Por otro lado, los países comúnmente ponen en práctica un modelo alternativo que tiende a la concentración de los procesos logísticos, y la homogenización de necesidades (EE. UU., Chile, Brasil, Argentina, Europa, etc.) para determinados tipos de bienes y servicios. Con ello se busca paliar las deficiencias del modelo descentralizado, mediante la ejecución centralizada de los procesos, e incorporar las ventajas propias de la centralización de decisiones, que luego revisaremos.  Decimos que tienden, ya que la centralización de procesos logísticos no puede llevarse a la universalidad de adquisiciones estatales, sino que debe graduarse finamente los casos en que sea necesaria y conveniente para el interés público. Estamos frente a la centralización intermedia de procesos logísticos.

Desde una panorámica general podemos afirmar que la realidad comparada nos muestra que “(..) la mayoría de los países están concientes de la necesidad que cada órgano deba controlar sus compras esenciales con el fin de utilizar su conocimiento de los productos y de que pueda establecer relaciones directas con los proveedores, evitando así retrasos burocráticos. Hay cierto grado de centralización en la compra de artículos normalizados, de uso común en muchos departamentos.

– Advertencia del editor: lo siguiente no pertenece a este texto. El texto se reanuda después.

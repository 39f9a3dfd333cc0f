use anyhow::Result;
use figment::{
    providers::{Env, Format, Toml},
    Figment,
};
use serde::Deserialize;
use std::path::PathBuf;

use crate::simulation::TariffRates;

#[derive(Debug, Clone, Deserialize)]
pub struct Config {
    pub simulation: SimulationConfig,
    pub tariff: TariffRates,
    pub output: OutputConfig,
}

#[derive(Debug, Clone, Deserialize)]
pub struct SimulationConfig {
    /// Episodes per policy in the evaluation run
    pub episodes: u32,
    /// Seed for the stochastic baseline (None = entropy)
    pub random_seed: Option<u64>,
}

#[derive(Debug, Clone, Deserialize)]
pub struct OutputConfig {
    /// Where to write the best policy's episode history as JSON (None = skip)
    pub history_path: Option<PathBuf>,
}

impl Config {
    pub fn load() -> Result<Self> {
        let figment = Figment::new()
            .merge(Toml::file("config/default.toml"))
            .merge(Env::prefixed("HES__").split("__"));
        Ok(figment.extract()?)
    }
}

En los países de desarrollo que dependen en gran medida de importaciones, otra razón es favor de la centralización es la necesidad de coordinar el trato con los proveedores a escala internacional, a fin de lograr precios razonables y plazos de entrega apropiados 2

Justificación de la centralización de las adquisiciones a través de las Compras Corporativas.

Particularmente nos encontramos frente a una estrategia logística distinta que intenta superar nuestra histórica descentralización de adquisiciones públicas, por un modelo de centralización intermedia, mediante el cual se promueve la agregación de la demanda de bienes y servicios homogéneos que las entidades de la administración prevén necesitar para un periodo de tiempo, para adquirirlas a través de una sola operación conducida por una sola entidad, con lo que se presume que –por su posición beneficiosa de ser el principal comprador en la economía- obtendrá diversas ventajas de precio y calidad.

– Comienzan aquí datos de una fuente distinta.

//! End-to-end checks of the scheduling environment's episode contract:
//! fixed horizon, commitment semantics, pricing identities, and the terminal
//! observation sentinel.

use household_energy_sim::simulation::{
    EnvironmentError, Observation, SchedulingEnvironment, TariffRates, TariffTable,
    HOURS_PER_DAY,
};
use proptest::prelude::*;
use rstest::rstest;

const EPS: f64 = 1e-9;

fn idle() -> Vec<bool> {
    vec![false, false, false]
}

#[test]
fn episode_is_exactly_twenty_four_steps() {
    let mut env = SchedulingEnvironment::default();
    env.reset();

    for step in 1..=HOURS_PER_DAY {
        let outcome = env.step(&idle()).unwrap();
        assert_eq!(outcome.terminated, step == HOURS_PER_DAY);
        assert_eq!(env.hour(), step);
    }

    assert_eq!(env.history().len(), HOURS_PER_DAY);
}

#[test]
fn reset_discards_all_episode_state() {
    let mut env = SchedulingEnvironment::default();
    env.reset();

    // Dirty the state: commitments, history, clock.
    env.step(&[true, true, true]).unwrap();
    env.step(&idle()).unwrap();

    let first = env.reset();
    let second = env.reset();

    assert_eq!(first, second);
    assert_eq!(env.hour(), 0);
    assert!(env.history().is_empty());

    // A fresh episode prices the washer exactly like the very first one.
    let outcome = env.step(&[true, false, false]).unwrap();
    assert!((outcome.info.cost - 0.6).abs() < EPS);
}

#[test]
fn ev_commitment_survives_to_end_of_day() {
    let mut env = SchedulingEnvironment::default();
    env.reset();

    for _ in 0..20 {
        env.step(&idle()).unwrap();
    }

    // Start the EV at hour 20 and keep spamming start requests; the 4-hour
    // run must cover hours 20-23 at 3.0 kW regardless.
    for hour in 20..24 {
        assert_eq!(env.hour(), hour);
        let outcome = env.step(&[false, false, true]).unwrap();
        assert!((outcome.info.power - 3.2).abs() < EPS);
    }

    let last = env.history().last().unwrap();
    assert!((last.power_kw - 3.2).abs() < EPS);
}

#[test]
fn terminal_observation_is_the_zero_sentinel() {
    let mut env = SchedulingEnvironment::default();
    let initial = env.reset();

    let mut terminal_count = 0;
    for _ in 0..HOURS_PER_DAY {
        let outcome = env.step(&idle()).unwrap();
        if outcome.terminated {
            terminal_count += 1;
            assert_eq!(outcome.observation, Observation::zeros(initial.len()));
        } else {
            // Non-terminal observations stay within the normalized range.
            assert!(outcome
                .observation
                .as_slice()
                .iter()
                .all(|v| (0.0..=1.0).contains(v)));
        }
    }

    assert_eq!(terminal_count, 1);
}

#[test]
fn wrong_action_length_is_a_contract_violation() {
    let mut env = SchedulingEnvironment::default();
    env.reset();

    for bad in [0usize, 1, 2, 4, 16] {
        let action = vec![true; bad];
        let result = env.step(&action);
        assert!(matches!(
            result,
            Err(EnvironmentError::ActionLengthMismatch { expected: 3, actual }) if actual == bad
        ));
    }

    // Rejected calls leave the episode untouched.
    assert_eq!(env.hour(), 0);
    assert!(env.history().is_empty());
}

#[rstest]
#[case(0, 0.5)]
#[case(5, 0.5)]
#[case(6, 1.0)]
#[case(16, 1.0)]
#[case(17, 2.0)]
#[case(21, 2.0)]
#[case(22, 0.5)]
#[case(23, 0.5)]
fn step_prices_follow_the_tariff_bands(#[case] hour: usize, #[case] expected_price: f64) {
    let mut env = SchedulingEnvironment::default();
    env.reset();

    for _ in 0..hour {
        env.step(&idle()).unwrap();
    }

    let outcome = env.step(&idle()).unwrap();
    assert_eq!(outcome.info.price, expected_price);
    assert!((outcome.info.cost - 0.2 * expected_price).abs() < EPS);
}

#[rstest]
#[case(TariffRates { low: 0.5, mid: 1.0, high: 2.0 })]
#[case(TariffRates { low: 0.1, mid: 0.4, high: 0.9 })]
fn observation_price_component_is_min_max_normalized(#[case] rates: TariffRates) {
    let tariff = TariffTable::new(rates);
    let mut env = SchedulingEnvironment::new(Default::default(), tariff.clone());

    let mut obs = env.reset();
    for hour in 0..HOURS_PER_DAY - 1 {
        let price_norm = *obs.as_slice().last().unwrap();
        assert!((price_norm - tariff.normalized(hour)).abs() < EPS);
        obs = env.step(&idle()).unwrap().observation;
    }
}

proptest! {
    /// The per-step identities hold for any 24-hour action sequence:
    /// non-negative cost, reward == -cost, info consistent with history,
    /// and commitment counters never re-armed mid-run.
    #[test]
    fn step_identities_hold_for_arbitrary_actions(
        actions in proptest::collection::vec(
            proptest::collection::vec(any::<bool>(), 3),
            HOURS_PER_DAY,
        )
    ) {
        let mut env = SchedulingEnvironment::default();
        env.reset();
        let mut prev_remaining = vec![0.0_f64; 3];

        for (step, action) in actions.iter().enumerate() {
            let outcome = env.step(action).unwrap();

            prop_assert!(outcome.info.cost >= 0.0);
            prop_assert_eq!(outcome.reward, -outcome.info.cost);
            prop_assert!(outcome.info.power >= 0.2); // base load floor
            prop_assert_eq!(outcome.terminated, step == HOURS_PER_DAY - 1);

            let entry = &env.history()[step];
            prop_assert_eq!(entry.power_kw, outcome.info.power);
            prop_assert_eq!(entry.price, outcome.info.price);
            prop_assert_eq!(&entry.action, action);

            if !outcome.terminated {
                let remaining = &outcome.observation.as_slice()[1..4];
                for (i, fraction) in remaining.iter().enumerate() {
                    prop_assert!((0.0..=1.0).contains(fraction));
                    // A running appliance only ever counts down; a start
                    // request mid-run must not bump the fraction back up.
                    if prev_remaining[i] > 0.0 {
                        prop_assert!(*fraction < prev_remaining[i]);
                    }
                }
                prev_remaining.copy_from_slice(remaining);
            }
        }

        prop_assert_eq!(env.history().len(), HOURS_PER_DAY);
    }
}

Como se puede advertir, cuando el Estado (aunque también pueden ser usadas por varios Estados) opta por esta estrategia logística, lo hace en la confianza que una demanda agregada le permitirá determinados beneficios:

  • Obtener mejores precios por el volumen de la compra (economía de escala),

  • Promover que los postores expresen ventajas adicionales por el interés en colocar sus  productos (ofertas mejoradas),

  • Planificar con mayor acierto sus procesos logísticos y presupuestales, en la medida que se necesitará agregar una demanda real existente, y una vez decidida la compra centralizada, prever mejor la estacionalidad de los desembolsos;

  • Reducir y centralizar los procedimientos adquisitivos (licitaciones, concursos, etc.) y sus costos administrativos (horas hombres de personal a cargo del proceso, materiales, Publicaciones, mensajería, actas, etc.) y financieros, con lo que, a su vez, se permite concentrar a los organismos de control y a la ciudadanía su actividad de supervisión sobre la corrección de los procesos de compras publicas.

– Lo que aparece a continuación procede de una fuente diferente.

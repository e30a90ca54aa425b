// crates/auditproof-cli/src/commands/credential.rs
//
// `auditproof credential {issue, get, list, anchor}`.
//
// Issuance goes through the daemon's issuer. Anchoring is signed locally
// with the auditor's key, since the ledger only accepts anchors sent by
// the approved auditor themselves.

use std::fs;

use auditproof_core::chain::ContractCall;
use auditproof_core::crypto::{hash_bytes, id_to_bytes32};
use auditproof_core::types::{Address, Bytes32};
use clap::Subcommand;
use serde::{Deserialize, Serialize};
use serde_json::{json, Value};
use tabled::Tabled;

use super::signing::{load_key, sign_and_send};
use crate::output::{abbreviate, format_json, format_table, OutputFormat};
use crate::rpc_client::RpcClient;

/// Credential subcommands.
#[derive(Debug, Subcommand)]
pub enum CredentialCmd {
    /// Issue an audit credential for a project.
    Issue {
        /// Auditor address issuing the credential.
        #[arg(long)]
        issuer: String,
        /// Project address the credential is about.
        #[arg(long)]
        subject: String,
        /// Verification status, e.g. "Verified - No Critical Issues".
        #[arg(long)]
        status: String,
        /// 0x-prefixed SHA-256 of the audit summary.
        #[arg(long, conflicts_with = "summary_file")]
        summary_hash: Option<String>,
        /// Audit summary document to hash.
        #[arg(long)]
        summary_file: Option<String>,
    },
    /// Get a credential by id.
    Get {
        id: String,
    },
    /// List credentials, optionally filtered by issuer or subject.
    List {
        #[arg(long)]
        issuer: Option<String>,
        #[arg(long)]
        subject: Option<String>,
    },
    /// Anchor a credential on-chain. Signed with your auditor key.
    Anchor {
        /// Off-chain credential id.
        id: String,
        /// Auditor key file (default: ~/.auditproof/keys/auditor.key).
        #[arg(long)]
        key: Option<String>,
    },
}

#[derive(Debug, Clone, Serialize, Deserialize)]
#[serde(rename_all = "camelCase")]
struct CredentialView {
    id: String,
    issuer: String,
    subject: String,
    summary_hash: String,
    status: String,
    #[serde(default)]
    on_chain_id: Option<String>,
    #[serde(default)]
    synthesized: bool,
}

#[derive(Debug, Deserialize)]
struct CredentialListView {
    count: usize,
    credentials: Vec<CredentialView>,
}

#[derive(Tabled)]
struct CredentialRow {
    #[tabled(rename = "ID")]
    id: String,
    #[tabled(rename = "Issuer")]
    issuer: String,
    #[tabled(rename = "Subject")]
    subject: String,
    #[tabled(rename = "Status")]
    status: String,
    #[tabled(rename = "Local")]
    synthesized: bool,
}

impl From<&CredentialView> for CredentialRow {
    fn from(c: &CredentialView) -> Self {
        Self {
            id: c.id.clone(),
            issuer: abbreviate(&c.issuer),
            subject: abbreviate(&c.subject),
            status: c.status.clone(),
            synthesized: c.synthesized,
        }
    }
}

/// Run the credential subcommand.
pub async fn run(
    client: &RpcClient,
    cmd: &CredentialCmd,
    format: OutputFormat,
) -> Result<(), Box<dyn std::error::Error>> {
    match cmd {
        CredentialCmd::Issue {
            issuer,
            subject,
            status,
            summary_hash,
            summary_file,
        } => {
            let summary_hash = match (summary_hash, summary_file) {
                (Some(hash), _) => hash.clone(),
                (None, Some(path)) => Bytes32(hash_bytes(&fs::read(path)?)).to_string(),
                (None, None) => return Err("One of --summary-hash or --summary-file is required".into()),
            };
            let credential: CredentialView = client
                .call(
                    "credentials/issue",
                    json!({
                        "issuer": issuer,
                        "subject": subject,
                        "summaryHash": summary_hash,
                        "status": status,
                    }),
                )
                .await?;
            if format == OutputFormat::Json {
                println!("{}", format_json(&credential));
            } else {
                println!("Credential issued: {}", credential.id);
                if credential.synthesized {
                    println!("  Note: issuer unavailable; credential synthesized locally.");
                }
                println!("  Anchor it with `auditproof credential anchor {}`", credential.id);
            }
        }
        CredentialCmd::Get { id } => {
            let credential: CredentialView =
                client.call("credentials/get", json!({ "id": id })).await?;
            if format == OutputFormat::Json {
                println!("{}", format_json(&credential));
            } else {
                println!("Credential {}", credential.id);
                println!("  Issuer:       {}", credential.issuer);
                println!("  Subject:      {}", credential.subject);
                println!("  Status:       {}", credential.status);
                println!("  Summary hash: {}", credential.summary_hash);
                println!("  Synthesized:  {}", credential.synthesized);
            }
        }
        CredentialCmd::List { issuer, subject } => {
            let result: Value = client
                .call("credentials/list", json!({ "issuer": issuer, "subject": subject }))
                .await?;
            if format == OutputFormat::Json {
                println!("{}", format_json(&result));
                return Ok(());
            }
            let list: CredentialListView = serde_json::from_value(result)?;
            if list.count == 0 {
                println!("No credentials found.");
            } else {
                let rows: Vec<CredentialRow> = list.credentials.iter().map(Into::into).collect();
                println!("{}", format_table(&rows));
                println!("{} credential(s)", list.count);
            }
        }
        CredentialCmd::Anchor { id, key } => {
            let keypair = load_key(key.as_deref())?;
            let credential: CredentialView =
                client.call("credentials/get", json!({ "id": id })).await?;

            let call = anchor_call(&credential, &keypair.address().to_string())?;
            let sent = sign_and_send(client, &keypair, call).await?;
            println!("Credential {} anchored by {}", credential.id, sent.from);
            println!("  Transaction: {}", sent.tx_hash);
        }
    }

    Ok(())
}

/// Build the anchor call for `credential` as sent by `sender`.
fn anchor_call(credential: &CredentialView, sender: &str) -> Result<ContractCall, Box<dyn std::error::Error>> {
    if !credential.issuer.eq_ignore_ascii_case(sender) {
        return Err(format!(
            "Credential {} was issued by {}, not by this key ({})",
            credential.id, credential.issuer, sender
        )
        .into());
    }
    let credential_id = match &credential.on_chain_id {
        Some(raw) => Bytes32::parse(raw)?,
        None => id_to_bytes32(&credential.id),
    };
    Ok(ContractCall::AnchorCredential {
        credential_id,
        summary_hash: Bytes32::parse(&credential.summary_hash)?,
        auditor: Address::parse(sender)?,
    })
}

#[cfg(test)]
mod tests {
    use super::*;

    fn view(issuer: &str) -> CredentialView {
        CredentialView {
            id: "cred-1".to_string(),
            issuer: issuer.to_string(),
            subject: "0x2222222222222222222222222222222222222222".to_string(),
            summary_hash: format!("0x{}", "ab".repeat(32)),
            status: "Verified".to_string(),
            on_chain_id: None,
            synthesized: false,
        }
    }

    #[test]
    fn test_anchor_call_uses_hashed_id() {
        let sender = "0x1111111111111111111111111111111111111111";
        let call = anchor_call(&view(sender), sender).unwrap();
        match call {
            ContractCall::AnchorCredential { credential_id, .. } => {
                assert_eq!(credential_id, id_to_bytes32("cred-1"));
            }
            other => panic!("unexpected call {:?}", other),
        }
    }

    #[test]
    fn test_anchor_call_rejects_foreign_credential() {
        let issuer = "0x1111111111111111111111111111111111111111";
        let other = "0x3333333333333333333333333333333333333333";
        assert!(anchor_call(&view(issuer), other).is_err());
    }
}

  • Racionalizar recursos dispendiados a través de los múltiples procesos adquisitivos ejecutados de manera descentralizada por cada entidad (por ejemplo, destinar personal antes a cargo de la ejecución de los procesos de selección a la supervisión de los contratos);

  • Estandarizar los tipos de bienes y servicios generales que adquiere la Administración en función del promedio del mercado, para contar con especificaciones comunes para todas las entidades evitando sesgos hacia determinados proveedores sin justificación alguna.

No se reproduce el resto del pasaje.